Admittedly, most breach and attack simulation services in the market rely only on automation. The most basic services assess internal network security, scanning for issues that match a database of known vulnerabilities. Other tools are able to generate malicious traffic following the logical steps of known techniques. They check the readiness of organizations' technologies, such as intrusion prevention systems (IPS) and security information and event management (SIEM), to detect and block such traffic. Yet another set of tools simulate studied attack tactics, techniques and procedures (TTPs) across systems to check whether security defenses can be bypassed. Some providers liken the latter tools' capabilities to the work of a purple team by articulating red and blue team exercises (though automated). We expand on this in another blog post.
Breach and attack simulation tools may produce results faster than humans, but accuracy is a concern. Automation is prone to errors in its reports (false positives and false negatives). What's more, these technologies have to be updated constantly after understanding the latest TTPs of advanced persistent threats (APT). The precious time between the updates and fixing the security issues can be the opportunity for adversarial attackers to test their luck in gaining access to sensitive resources. That's why we at Fluid Attacks recommend a combination of automation and manual assessments by security professionals.

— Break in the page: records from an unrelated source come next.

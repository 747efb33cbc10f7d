//! CSV export of classified rows.

use std::fs::File;
use std::io::Write;
use std::path::Path;

use csv::WriterBuilder;

use crate::config::columns::OUTPUT_COLUMNS;
use crate::error::{EngineError, EngineResult};
use crate::models::ClassifiedRecord;

/// File name offered for the exported table.
pub const DEFAULT_EXPORT_FILE_NAME: &str = "filtered_output.csv";

/// Writes rows as UTF-8 CSV with the output header.
///
/// Dates are written as `YYYY-MM-DD`, missing values as empty fields, and
/// the disposition as its display label.
///
/// # Example
///
/// ```
/// use benefit_eligibility::models::{ClassifiedRecord, Disposition};
/// use benefit_eligibility::tabular::write_csv;
/// use chrono::NaiveDate;
///
/// let rows = vec![ClassifiedRecord {
///     employee_id: Some("1001".to_string()),
///     full_name: Some("이지은".to_string()),
///     internal_name: Some("Alice.Lee".to_string()),
///     hire_date: NaiveDate::from_ymd_opt(2024, 9, 1),
///     disposition: Disposition::Eligible,
/// }];
///
/// let mut out = Vec::new();
/// write_csv(&rows, &mut out).unwrap();
/// assert_eq!(
///     String::from_utf8(out).unwrap(),
///     "사번,이름,회사 내 이름,입사일,지급대상여부\n1001,이지은,Alice.Lee,2024-09-01,대상\n"
/// );
/// ```
pub fn write_csv<W: Write>(records: &[ClassifiedRecord], writer: W) -> EngineResult<()> {
    let mut writer = WriterBuilder::new().from_writer(writer);

    writer.write_record(OUTPUT_COLUMNS).map_err(write_error)?;

    for record in records {
        let hire_date = record
            .hire_date
            .map(|date| date.format("%Y-%m-%d").to_string())
            .unwrap_or_default();

        writer
            .write_record([
                record.employee_id.as_deref().unwrap_or_default(),
                record.full_name.as_deref().unwrap_or_default(),
                record.internal_name.as_deref().unwrap_or_default(),
                hire_date.as_str(),
                record.disposition.label(),
            ])
            .map_err(write_error)?;
    }

    writer.flush().map_err(write_error)?;
    Ok(())
}

/// Renders rows to an in-memory UTF-8 CSV document.
pub fn to_csv_bytes(records: &[ClassifiedRecord]) -> EngineResult<Vec<u8>> {
    let mut buffer = Vec::new();
    write_csv(records, &mut buffer)?;
    Ok(buffer)
}

/// Writes rows to a CSV file, replacing any existing file.
pub fn write_csv_file<P: AsRef<Path>>(records: &[ClassifiedRecord], path: P) -> EngineResult<()> {
    let file = File::create(path.as_ref()).map_err(write_error)?;
    write_csv(records, file)
}

fn write_error(error: impl ToString) -> EngineError {
    EngineError::TableWrite {
        message: error.to_string(),
    }
}
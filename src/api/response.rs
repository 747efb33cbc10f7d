//! Response types for the Benefit Eligibility Engine API.
//!
//! This module defines the error response structures and error handling
//! for the HTTP API.

use axum::{
    Json,
    http::StatusCode,
    response::{IntoResponse, Response},
};
use serde::{Deserialize, Serialize};

use crate::error::EngineError;

/// API error response structure.
#[derive(Debug, Clone, Serialize, Deserialize)]
pub struct ApiError {
    /// Error code for programmatic handling.
    pub code: String,
    /// Human-readable error message.
    pub message: String,
    /// Optional details about the error.
    #[serde(skip_serializing_if = "Option::is_none")]
    pub details: Option<String>,
}

impl ApiError {
    /// Creates a new API error.
    pub fn new(code: impl Into<String>, message: impl Into<String>) -> Self {
        Self {
            code: code.into(),
            message: message.into(),
            details: None,
        }
    }

    /// Creates a new API error with details.
    pub fn with_details(
        code: impl Into<String>,
        message: impl Into<String>,
        details: impl Into<String>,
    ) -> Self {
        Self {
            code: code.into(),
            message: message.into(),
            details: Some(details.into()),
        }
    }

    /// Creates a malformed JSON error response.
    pub fn malformed_json(message: impl Into<String>) -> Self {
        Self::new("MALFORMED_JSON", message)
    }

    /// Creates an invalid query string error response.
    pub fn invalid_query(message: impl Into<String>) -> Self {
        Self::new("INVALID_QUERY", message)
    }

    /// Creates the error returned when no reference date is available.
    pub fn missing_reference_date() -> Self {
        Self::with_details(
            "MISSING_REFERENCE_DATE",
            "reference_date is required",
            "Supply reference_date (YYYY-MM-DD) or configure default_reference_date",
        )
    }
}

/// API error with HTTP status code.
pub struct ApiErrorResponse {
    /// The HTTP status code.
    pub status: StatusCode,
    /// The error body.
    pub error: ApiError,
}

impl ApiErrorResponse {
    /// Pairs an error body with a status code.
    pub fn new(status: StatusCode, error: ApiError) -> Self {
        Self { status, error }
    }
}

impl IntoResponse for ApiErrorResponse {
    fn into_response(self) -> Response {
        (self.status, Json(self.error)).into_response()
    }
}

impl From<EngineError> for ApiErrorResponse {
    fn from(error: EngineError) -> Self {
        match error {
            EngineError::MissingColumns { columns } => ApiErrorResponse {
                status: StatusCode::UNPROCESSABLE_ENTITY,
                error: ApiError::with_details(
                    "MISSING_COLUMNS",
                    format!("Missing required columns: {}", columns.join(", ")),
                    columns.join(", "),
                ),
            },
            EngineError::UnsupportedFormat { extension } => ApiErrorResponse {
                status: StatusCode::UNSUPPORTED_MEDIA_TYPE,
                error: ApiError::new(
                    "UNSUPPORTED_FORMAT",
                    format!("Unsupported table format: {}", extension),
                ),
            },
            EngineError::TableRead {
                source_name,
                message,
            } => ApiErrorResponse {
                status: StatusCode::BAD_REQUEST,
                error: ApiError::with_details(
                    "INVALID_TABLE",
                    format!("Failed to read table '{}'", source_name),
                    message,
                ),
            },
            EngineError::InvalidReferenceDate { date } => ApiErrorResponse {
                status: StatusCode::BAD_REQUEST,
                error: ApiError::new(
                    "INVALID_REFERENCE_DATE",
                    format!("Invalid reference date {}: tenure threshold out of range", date),
                ),
            },
            EngineError::TableWrite { message } => ApiErrorResponse {
                status: StatusCode::INTERNAL_SERVER_ERROR,
                error: ApiError::with_details("EXPORT_ERROR", "Failed to export results", message),
            },
            EngineError::ConfigNotFound { path } => ApiErrorResponse {
                status: StatusCode::INTERNAL_SERVER_ERROR,
                error: ApiError::with_details(
                    "CONFIG_ERROR",
                    "Configuration error",
                    format!("Configuration file not found: {}", path),
                ),
            },
            EngineError::ConfigParseError { path, message } => ApiErrorResponse {
                status: StatusCode::INTERNAL_SERVER_ERROR,
                error: ApiError::with_details(
                    "CONFIG_ERROR",
                    "Configuration parse error",
                    format!("Failed to parse {}: {}", path, message),
                ),
            },
        }
    }
}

Highly certified ethical hackers' work can be aided by automated tools. These professionals are up to date on the TTPs of malicious threat actors, after which they conduct analyses and create custom exploits to bypass defenses. Unlike tools, hackers can get to work as soon as the threats are announced by cybersecurity researchers and response teams, among other entities (e.g., the US Computer Emergency Readiness Team). And their assessments might not be limited to the controls from the MITRE ATT&CK (adversarial tactics, techniques and common knowledge) framework and the NVD (National Vulnerability Database).
Why do organizations conduct breach and attack simulations?
What are the implications of vulnerable systems? Those include risks of successful attacks whose impacts range from compromised information and data breaches to the temporary shutdown of critical services.
With the global costs of cyberattacks only getting higher (estimated to be 8 trillion dollars in 2023), technology development companies must take measures. What they look for is a solution to detect security issues that could compromise their system's availability and their data and that of users.
For this purpose, there are several security testing tools in the market. High rates of false positives and false negatives aside, automated tools can identify known vulnerabilities and issues. Some of which may have been exploited already by malicious threat actors. But the tools cannot say whether the assessed systems can withstand real attacks.
Being up to date on actual and current threats is a priority, since the cybersecurity environment is constantly evolving. Just think of the advancing technological trends that connect us more and more to a digital world. For example, new Internet of Things devices flood the market (doorbells, speakers, toothbrushes, you name it), and they are generally lacking in terms of security or improperly configured by users. Threat actors move at the speed of software innovation, testing ways to exploit vulnerable new technology. In this landscape, teams validating the security of these products are required to think like hackers.
What BAS brings organizations is a methodology for challenging their security controls with the purpose of optimizing them. The relentless simulated attacks are specially crafted and done along the whole cyber kill chain targeting critical assets. To prevent a breach, attack simulation is a possible path.
What are the benefits of breach and attack simulations?
The following are the main benefits teams can expect from an advanced BAS solution:
It conducts security testing reproducing scenarios in which real threat actors today would attempt to bypass networks' defenses.
It tests a wide variety of security requirements, not only in internal networks but also in the enterprise perimeter.
It helps organizations validate areas of most exposure to risk in their networks so they can prioritize cybersecurity spend.